I assume most of you have seen the first two articles in the Washington Post’s four-part series on Cheney by now. If not, set aside a little time and read them. Everything you figured was happening was, and then some. Ignore the nonsense about Cheney not really being a shadow president, nosiree — it reads, as others have noted, as something tacked on later by some clumsy editor, and is pretty much disproven by the articles themselves. As Digby notes:
I know that I sound like a character in an Oliver Stone movie, (“one pristine bullet? That dog don’t hunt!” ) but I have never been sanguine about the fact that all the big money boyz and all the power brokers in the GOP traipsed down to Austin to meet that grinning moron and came away thinking he was the right choice to run the most powerful nation on earth. It makes far more sense to me that they wanted to install Cheney from the beginning (remember the energy task force?) and they needed an empty suit with a winning personality to actually run for the office. Maybe it really was a quiet coup, who knows?

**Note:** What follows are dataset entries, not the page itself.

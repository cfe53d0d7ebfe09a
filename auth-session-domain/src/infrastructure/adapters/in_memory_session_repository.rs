use crate::application::ports::SessionRepository;
use crate::domain::{
    entities::{AuthenticationSession, SessionId},
    errors::DomainResult,
};
use async_trait::async_trait;
use std::collections::HashMap;
use std::sync::Arc;
use tokio::sync::RwLock;
use tracing::debug;

/// Session store kept in process memory.
///
/// Saved aggregates are stored without their pending events; events are
/// drained by the caller before saving.
#[derive(Clone, Default)]
pub struct InMemorySessionRepository {
    sessions: Arc<RwLock<HashMap<SessionId, AuthenticationSession>>>,
}

impl InMemorySessionRepository {
    pub fn new() -> Self {
        Self::default()
    }
}

#[async_trait]
impl SessionRepository for InMemorySessionRepository {
    async fn find_by_id(
        &self,
        session_id: &SessionId,
    ) -> DomainResult<Option<AuthenticationSession>> {
        let sessions = self.sessions.read().await;
        Ok(sessions.get(session_id).cloned())
    }

    async fn find_by_user_id(&self, user_id: &str) -> DomainResult<Option<AuthenticationSession>> {
        let sessions = self.sessions.read().await;
        Ok(sessions
            .values()
            .filter(|session| session.user_id() == user_id)
            .max_by_key(|session| session.last_activity_at())
            .cloned())
    }

    async fn save(&self, session: &AuthenticationSession) -> DomainResult<()> {
        let mut stored = session.clone();
        stored.take_domain_events();

        debug!(
            "Saving session {} ({} attempts)",
            session.session_id(),
            session.attempts().len()
        );
        let mut sessions = self.sessions.write().await;
        sessions.insert(*session.session_id(), stored);
        Ok(())
    }

    async fn delete(&self, session_id: &SessionId) -> DomainResult<()> {
        let mut sessions = self.sessions.write().await;
        if sessions.remove(session_id).is_some() {
            debug!("Deleted session {}", session_id);
        }
        Ok(())
    }

    async fn count(&self) -> DomainResult<usize> {
        Ok(self.sessions.read().await.len())
    }
}

#[cfg(test)]
mod tests {
    use super::*;
    use crate::domain::entities::{ClientIp, LockoutPolicy};
    use chrono::{Duration, TimeZone, Utc};

    fn session(user_id: &str, at_minute: i64) -> AuthenticationSession {
        let now = Utc.with_ymd_and_hms(2024, 3, 1, 12, 0, 0).unwrap() + Duration::minutes(at_minute);
        AuthenticationSession::create(
            SessionId::new(),
            user_id,
            ClientIp::of("10.0.0.1").unwrap(),
            LockoutPolicy::default(),
            now,
        )
        .unwrap()
    }

    #[tokio::test]
    async fn save_find_and_delete() {
        let repo = InMemorySessionRepository::new();
        let s = session("alice", 0);
        let id = *s.session_id();

        repo.save(&s).await.unwrap();
        assert_eq!(repo.count().await.unwrap(), 1);
        assert_eq!(repo.find_by_id(&id).await.unwrap().unwrap().user_id(), "alice");

        repo.delete(&id).await.unwrap();
        assert!(repo.find_by_id(&id).await.unwrap().is_none());
        assert_eq!(repo.count().await.unwrap(), 0);
    }

    #[tokio::test]
    async fn find_by_user_prefers_most_recent_activity() {
        let repo = InMemorySessionRepository::new();
        let older = session("bob", 0);
        let newer = session("bob", 5);
        repo.save(&older).await.unwrap();
        repo.save(&newer).await.unwrap();
        repo.save(&session("carol", 10)).await.unwrap();

        let found = repo.find_by_user_id("bob").await.unwrap().unwrap();
        assert_eq!(found.session_id(), newer.session_id());
        assert!(repo.find_by_user_id("dave").await.unwrap().is_none());
    }
}
use auth_session_domain::{
    application::{ports::*, services::*},
    infrastructure::adapters::*,
    CheckLockoutQuery, RecordAuthenticationAttempt, SessionId, UnlockAccountCommand,
};
use chrono::Duration;
use std::sync::Arc;
use tracing_subscriber::{layer::SubscriberExt, util::SubscriberInitExt};

/// Prints every lockout event it sees
struct SecurityEventHandler;

#[async_trait::async_trait]
impl EventSubscriber for SecurityEventHandler {
    async fn handle(&self, event: &DomainEvent) -> Result<(), EventError> {
        match &event.data {
            EventData::AccountLocked {
                user_id,
                client_ip,
                failed_attempt_count,
                locked_until,
                ..
            } => {
                println!(
                    "🔒 SECURITY: '{}' locked until {} after {} failures from {}",
                    user_id, locked_until, failed_attempt_count, client_ip
                );
            }
            EventData::AccountUnlocked { user_id, .. } => {
                println!("🔓 SECURITY: '{}' unlocked", user_id);
            }
        }
        Ok(())
    }

    fn interested_in(&self) -> Vec<EventType> {
        vec![EventType::AccountLocked, EventType::AccountUnlocked]
    }
}

/// Walks one session through lockout, expiry and an explicit unlock
#[tokio::main]
async fn main() -> Result<(), Box<dyn std::error::Error>> {
    let config = EnvConfigurationAdapter::new()?;

    tracing_subscriber::registry()
        .with(
            tracing_subscriber::EnvFilter::try_from_default_env()
                .unwrap_or_else(|_| config.get_logging_config().filter_directive().into()),
        )
        .with(tracing_subscriber::fmt::layer())
        .init();

    println!("🚀 Authentication Session Lockout Walkthrough");
    println!("=============================================\n");

    let event_bus = Arc::new(InMemoryEventBus::new());
    event_bus.subscribe(Box::new(SecurityEventHandler)).await?;

    let clock = ManualClock::new(chrono::Utc::now());
    let service = AuthenticationSessionService::from_config(
        &config,
        Arc::new(InMemorySessionRepository::new()),
        event_bus.clone(),
        Arc::new(clock.clone()),
    )?;

    let policy = *service.policy();
    println!(
        "📦 Policy: {} failures within {} minutes locks for {} minutes\n",
        policy.max_failed_attempts(),
        policy.time_window_minutes(),
        policy.lockout_duration_minutes()
    );

    let session_id = SessionId::new().to_string();
    let attempt = |successful: bool| {
        RecordAuthenticationAttempt::new(
            session_id.clone(),
            "user123",
            "192.168.1.100",
            successful,
            45,
            "Invalid password",
        )
    };

    println!("1️⃣  Recording failed attempts...");
    for n in 1..=policy.max_failed_attempts() {
        let result = service.record_attempt(&attempt(false)).await?;
        println!(
            "   attempt {n}: locked = {}, locked until = {:?}",
            result.account_locked, result.locked_until
        );
        clock.advance(Duration::minutes(1));
    }

    let check = service
        .check_lockout(&CheckLockoutQuery::new(session_id.clone()))
        .await?;
    println!("\n2️⃣  Lockout check: locked = {}", check.is_locked);

    println!("\n3️⃣  Letting the lock expire...");
    clock.advance(Duration::minutes(i64::from(policy.lockout_duration_minutes()) + 1));
    let check = service
        .check_lockout(&CheckLockoutQuery::new(session_id.clone()))
        .await?;
    println!("   locked after expiry = {}", check.is_locked);

    println!("\n4️⃣  Clearing the stored flag...");
    let unlocked = service
        .unlock_account(&UnlockAccountCommand::new(session_id.clone()))
        .await?;
    println!(
        "   was locked = {}, unlock successful = {}",
        unlocked.was_locked, unlocked.unlock_successful
    );

    println!("\n5️⃣  A successful login resets the streak");
    let result = service.record_attempt(&attempt(true)).await?;
    println!("   locked = {}", result.account_locked);

    println!("\n✅ Walkthrough complete");
    Ok(())
}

And the big surprise: who would have imagined John Ashcroft to be the (conditional) hero of the story, trying to keep some basic shred of the Constitution intact?
And then there’s this:
The vice president’s lawyer advocated what was considered the memo’s most radical claim: that the president may authorize any interrogation method, even if it crosses the line into torture. U.S. and treaty laws forbidding any person to “commit torture,” that passage stated, “do not apply” to the commander in chief, because Congress “may no more regulate the President’s ability to detain and interrogate enemy combatants than it may regulate his ability to direct troop movements on the battlefield.”

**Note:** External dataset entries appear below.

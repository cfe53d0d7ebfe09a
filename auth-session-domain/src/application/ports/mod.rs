pub mod clock;
pub mod config;
pub mod events;
pub mod repository;
pub mod token;

pub use clock::*;
pub use config::*;
pub use events::*;
pub use repository::*;
pub use token::*;
use crate::domain::entities::{LockoutPolicy, RiskScoring};
use crate::domain::errors::{ConfigError, DomainResult};
use serde::{Deserialize, Serialize};
use std::time::Duration;

/// Configuration port for accessing application configuration
pub trait ConfigurationPort: Send + Sync {
    fn get_lockout_config(&self) -> &LockoutConfig;

    fn get_risk_config(&self) -> &RiskConfig;

    fn get_logging_config(&self) -> &LoggingConfig;

    /// Validate all configuration
    fn validate(&self) -> DomainResult<()>;

    fn is_development(&self) -> bool;

    fn is_test(&self) -> bool;
}

/// Brute-force lockout parameters handed to every new session
#[derive(Debug, Clone, Serialize, Deserialize)]
pub struct LockoutConfig {
    pub max_failed_attempts: u32,
    pub lockout_duration_minutes: u32,
    pub time_window_minutes: u32,
}

impl Default for LockoutConfig {
    fn default() -> Self {
        Self {
            max_failed_attempts: LockoutPolicy::DEFAULT_MAX_FAILED_ATTEMPTS,
            lockout_duration_minutes: LockoutPolicy::DEFAULT_LOCKOUT_DURATION_MINUTES,
            time_window_minutes: LockoutPolicy::DEFAULT_TIME_WINDOW_MINUTES,
        }
    }
}

impl LockoutConfig {
    pub fn validate(&self) -> DomainResult<()> {
        for (key, value) in [
            ("LOCKOUT_MAX_FAILED_ATTEMPTS", self.max_failed_attempts),
            ("LOCKOUT_DURATION_MINUTES", self.lockout_duration_minutes),
            ("LOCKOUT_TIME_WINDOW_MINUTES", self.time_window_minutes),
        ] {
            if value == 0 {
                return Err(ConfigError::InvalidValue {
                    key: key.to_string(),
                    message: "Must be greater than 0".to_string(),
                }
                .into());
            }
        }
        Ok(())
    }

    pub fn to_policy(&self) -> DomainResult<LockoutPolicy> {
        LockoutPolicy::new(
            self.max_failed_attempts,
            self.lockout_duration_minutes,
            self.time_window_minutes,
        )
    }

    pub fn get_lockout_duration(&self) -> Duration {
        Duration::from_secs(u64::from(self.lockout_duration_minutes) * 60)
    }

    pub fn get_time_window(&self) -> Duration {
        Duration::from_secs(u64::from(self.time_window_minutes) * 60)
    }
}

/// Risk bucket scores, bucketing thresholds and failure penalty
#[derive(Debug, Clone, Serialize, Deserialize)]
pub struct RiskConfig {
    pub low_score: u8,
    pub medium_score: u8,
    pub high_score: u8,
    pub medium_threshold: u8,
    pub high_threshold: u8,
    pub failure_penalty: u8,
}

impl Default for RiskConfig {
    fn default() -> Self {
        Self::from(RiskScoring::default())
    }
}

impl From<RiskScoring> for RiskConfig {
    fn from(scoring: RiskScoring) -> Self {
        Self {
            low_score: scoring.low_score,
            medium_score: scoring.medium_score,
            high_score: scoring.high_score,
            medium_threshold: scoring.medium_threshold,
            high_threshold: scoring.high_threshold,
            failure_penalty: scoring.failure_penalty,
        }
    }
}

impl RiskConfig {
    pub fn to_scoring(&self) -> RiskScoring {
        RiskScoring {
            low_score: self.low_score,
            medium_score: self.medium_score,
            high_score: self.high_score,
            medium_threshold: self.medium_threshold,
            high_threshold: self.high_threshold,
            failure_penalty: self.failure_penalty,
        }
    }

    pub fn validate(&self) -> DomainResult<()> {
        self.to_scoring().validate().map_err(|e| {
            ConfigError::InvalidValue {
                key: "RISK".to_string(),
                message: e.to_string(),
            }
            .into()
        })
    }
}

/// Logging configuration
#[derive(Debug, Clone, Serialize, Deserialize)]
pub struct LoggingConfig {
    pub level: LogLevel,
    pub format: LogFormat,
    pub enable_json: bool,
}

impl Default for LoggingConfig {
    fn default() -> Self {
        Self {
            level: LogLevel::Info,
            format: LogFormat::Compact,
            enable_json: false,
        }
    }
}

impl LoggingConfig {
    /// Directive string suitable for an `EnvFilter`
    pub fn filter_directive(&self) -> String {
        format!("auth_session_domain={}", self.level)
    }
}

/// Log level enumeration
#[derive(Debug, Clone, Serialize, Deserialize, PartialEq, Eq)]
pub enum LogLevel {
    Trace,
    Debug,
    Info,
    Warn,
    Error,
}

impl std::fmt::Display for LogLevel {
    fn fmt(&self, f: &mut std::fmt::Formatter<'_>) -> std::fmt::Result {
        match self {
            LogLevel::Trace => write!(f, "trace"),
            LogLevel::Debug => write!(f, "debug"),
            LogLevel::Info => write!(f, "info"),
            LogLevel::Warn => write!(f, "warn"),
            LogLevel::Error => write!(f, "error"),
        }
    }
}

/// Log format enumeration
#[derive(Debug, Clone, Serialize, Deserialize, PartialEq, Eq)]
pub enum LogFormat {
    Compact,
    Pretty,
    Json,
    Full,
}

/// Environment-specific configuration
#[derive(Debug, Clone, Default, Serialize, Deserialize, PartialEq, Eq)]
pub enum Environment {
    #[default]
    Development,
    Test,
    Staging,
    Production,
}

impl std::fmt::Display for Environment {
    fn fmt(&self, f: &mut std::fmt::Formatter<'_>) -> std::fmt::Result {
        match self {
            Environment::Development => write!(f, "development"),
            Environment::Test => write!(f, "test"),
            Environment::Staging => write!(f, "staging"),
            Environment::Production => write!(f, "production"),
        }
    }
}

/// Complete application configuration
#[derive(Debug, Clone, Default)]
pub struct AppConfig {
    pub environment: Environment,
    pub lockout: LockoutConfig,
    pub risk: RiskConfig,
    pub logging: LoggingConfig,
}

impl AppConfig {
    pub fn validate(&self) -> DomainResult<()> {
        self.lockout.validate()?;
        self.risk.validate()?;
        Ok(())
    }

    pub fn is_development(&self) -> bool {
        self.environment == Environment::Development
    }

    pub fn is_test(&self) -> bool {
        self.environment == Environment::Test
    }

    pub fn is_production(&self) -> bool {
        self.environment == Environment::Production
    }

    /// Load configuration from environment variables
    pub fn from_env() -> DomainResult<Self> {
        Self::from_lookup(|key| std::env::var(key).ok())
    }

    /// Load configuration from an arbitrary key lookup.
    ///
    /// Missing or unparseable values fall back to their defaults; the
    /// assembled configuration is validated before it is returned.
    pub fn from_lookup<F>(lookup: F) -> DomainResult<Self>
    where
        F: Fn(&str) -> Option<String>,
    {
        let parse_or = |key: &str, default: u32| -> u32 {
            lookup(key)
                .and_then(|value| value.trim().parse().ok())
                .unwrap_or(default)
        };
        let parse_u8_or = |key: &str, default: u8| -> u8 {
            lookup(key)
                .and_then(|value| value.trim().parse().ok())
                .unwrap_or(default)
        };

        let environment = lookup("ENVIRONMENT")
            .unwrap_or_else(|| "development".to_string())
            .parse()
            .map_err(|_| ConfigError::InvalidValue {
                key: "ENVIRONMENT".to_string(),
                message: "Must be one of: development, test, staging, production".to_string(),
            })?;

        let lockout = LockoutConfig {
            max_failed_attempts: parse_or(
                "LOCKOUT_MAX_FAILED_ATTEMPTS",
                LockoutPolicy::DEFAULT_MAX_FAILED_ATTEMPTS,
            ),
            lockout_duration_minutes: parse_or(
                "LOCKOUT_DURATION_MINUTES",
                LockoutPolicy::DEFAULT_LOCKOUT_DURATION_MINUTES,
            ),
            time_window_minutes: parse_or(
                "LOCKOUT_TIME_WINDOW_MINUTES",
                LockoutPolicy::DEFAULT_TIME_WINDOW_MINUTES,
            ),
        };

        let risk = RiskConfig {
            low_score: parse_u8_or("RISK_LOW_SCORE", RiskScoring::DEFAULT_LOW_SCORE),
            medium_score: parse_u8_or("RISK_MEDIUM_SCORE", RiskScoring::DEFAULT_MEDIUM_SCORE),
            high_score: parse_u8_or("RISK_HIGH_SCORE", RiskScoring::DEFAULT_HIGH_SCORE),
            medium_threshold: parse_u8_or(
                "RISK_MEDIUM_THRESHOLD",
                RiskScoring::DEFAULT_MEDIUM_THRESHOLD,
            ),
            high_threshold: parse_u8_or("RISK_HIGH_THRESHOLD", RiskScoring::DEFAULT_HIGH_THRESHOLD),
            failure_penalty: parse_u8_or(
                "RISK_FAILURE_PENALTY",
                RiskScoring::DEFAULT_FAILURE_PENALTY,
            ),
        };

        let logging = LoggingConfig {
            level: lookup("LOG_LEVEL")
                .and_then(|value| value.parse().ok())
                .unwrap_or(LogLevel::Info),
            format: lookup("LOG_FORMAT")
                .and_then(|value| value.parse().ok())
                .unwrap_or(LogFormat::Compact),
            enable_json: lookup("LOG_JSON")
                .and_then(|value| value.parse().ok())
                .unwrap_or(false),
        };

        let config = AppConfig {
            environment,
            lockout,
            risk,
            logging,
        };

        config.validate()?;
        Ok(config)
    }
}

/// String parsing implementations
impl std::str::FromStr for Environment {
    type Err = String;

    fn from_str(s: &str) -> Result<Self, Self::Err> {
        match s.to_lowercase().as_str() {
            "development" | "dev" => Ok(Environment::Development),
            "test" => Ok(Environment::Test),
            "staging" | "stage" => Ok(Environment::Staging),
            "production" | "prod" => Ok(Environment::Production),
            _ => Err(format!("Invalid environment: {s}")),
        }
    }
}

impl std::str::FromStr for LogLevel {
    type Err = String;

    fn from_str(s: &str) -> Result<Self, Self::Err> {
        match s.to_lowercase().as_str() {
            "trace" => Ok(LogLevel::Trace),
            "debug" => Ok(LogLevel::Debug),
            "info" => Ok(LogLevel::Info),
            "warn" => Ok(LogLevel::Warn),
            "error" => Ok(LogLevel::Error),
            _ => Err(format!("Invalid log level: {s}")),
        }
    }
}

impl std::str::FromStr for LogFormat {
    type Err = String;

    fn from_str(s: &str) -> Result<Self, Self::Err> {
        match s.to_lowercase().as_str() {
            "compact" => Ok(LogFormat::Compact),
            "pretty" => Ok(LogFormat::Pretty),
            "json" => Ok(LogFormat::Json),
            "full" => Ok(LogFormat::Full),
            _ => Err(format!("Invalid log format: {s}")),
        }
    }
}

#[cfg(test)]
mod tests {
    use super::*;
    use std::collections::HashMap;

    fn lookup_from(pairs: &[(&str, &str)]) -> impl Fn(&str) -> Option<String> {
        let map: HashMap<String, String> = pairs
            .iter()
            .map(|(k, v)| (k.to_string(), v.to_string()))
            .collect();
        move |key| map.get(key).cloned()
    }

    #[test]
    fn defaults_apply_when_nothing_is_set() {
        let config = AppConfig::from_lookup(|_| None).unwrap();
        assert!(config.is_development());
        assert_eq!(config.lockout.max_failed_attempts, 5);
        assert_eq!(config.lockout.lockout_duration_minutes, 30);
        assert_eq!(config.lockout.time_window_minutes, 15);
        assert_eq!(config.risk.to_scoring(), RiskScoring::default());
        assert_eq!(config.logging.level, LogLevel::Info);
    }

    #[test]
    fn values_are_read_from_lookup() {
        let config = AppConfig::from_lookup(lookup_from(&[
            ("ENVIRONMENT", "prod"),
            ("LOCKOUT_MAX_FAILED_ATTEMPTS", "3"),
            ("LOCKOUT_DURATION_MINUTES", "60"),
            ("LOCKOUT_TIME_WINDOW_MINUTES", "10"),
            ("RISK_FAILURE_PENALTY", "25"),
            ("LOG_LEVEL", "debug"),
        ]))
        .unwrap();

        assert!(config.is_production());
        let policy = config.lockout.to_policy().unwrap();
        assert_eq!(policy.max_failed_attempts(), 3);
        assert_eq!(policy.lockout_duration_minutes(), 60);
        assert_eq!(policy.time_window_minutes(), 10);
        assert_eq!(config.risk.failure_penalty, 25);
        assert_eq!(config.logging.filter_directive(), "auth_session_domain=debug");
    }

    #[test]
    fn unparseable_numbers_fall_back_to_defaults() {
        let config =
            AppConfig::from_lookup(lookup_from(&[("LOCKOUT_MAX_FAILED_ATTEMPTS", "many")]))
                .unwrap();
        assert_eq!(config.lockout.max_failed_attempts, 5);
    }

    #[test]
    fn zero_window_is_rejected() {
        let err = AppConfig::from_lookup(lookup_from(&[("LOCKOUT_TIME_WINDOW_MINUTES", "0")]))
            .unwrap_err();
        assert!(err.to_string().contains("LOCKOUT_TIME_WINDOW_MINUTES"));
    }

    #[test]
    fn inverted_risk_buckets_are_rejected() {
        let result = AppConfig::from_lookup(lookup_from(&[
            ("RISK_LOW_SCORE", "60"),
            ("RISK_MEDIUM_SCORE", "50"),
        ]));
        assert!(result.is_err());
    }

    #[test]
    fn unknown_environment_is_rejected() {
        assert!(AppConfig::from_lookup(lookup_from(&[("ENVIRONMENT", "moon")])).is_err());
    }

    #[test]
    fn durations_convert_to_std() {
        let lockout = LockoutConfig::default();
        assert_eq!(lockout.get_lockout_duration(), Duration::from_secs(30 * 60));
        assert_eq!(lockout.get_time_window(), Duration::from_secs(15 * 60));
    }
}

That same day, Aug. 1, 2002, Yoo signed off on a second secret opinion, the contents of which have never been made public. According to a source with direct knowledge, that opinion approved as lawful a long list of interrogation techniques proposed by the CIA — including waterboarding, a form of near-drowning that the U.S. government has prosecuted as a war crime since at least 1901. The opinion drew the line against one request: threatening to bury a prisoner alive.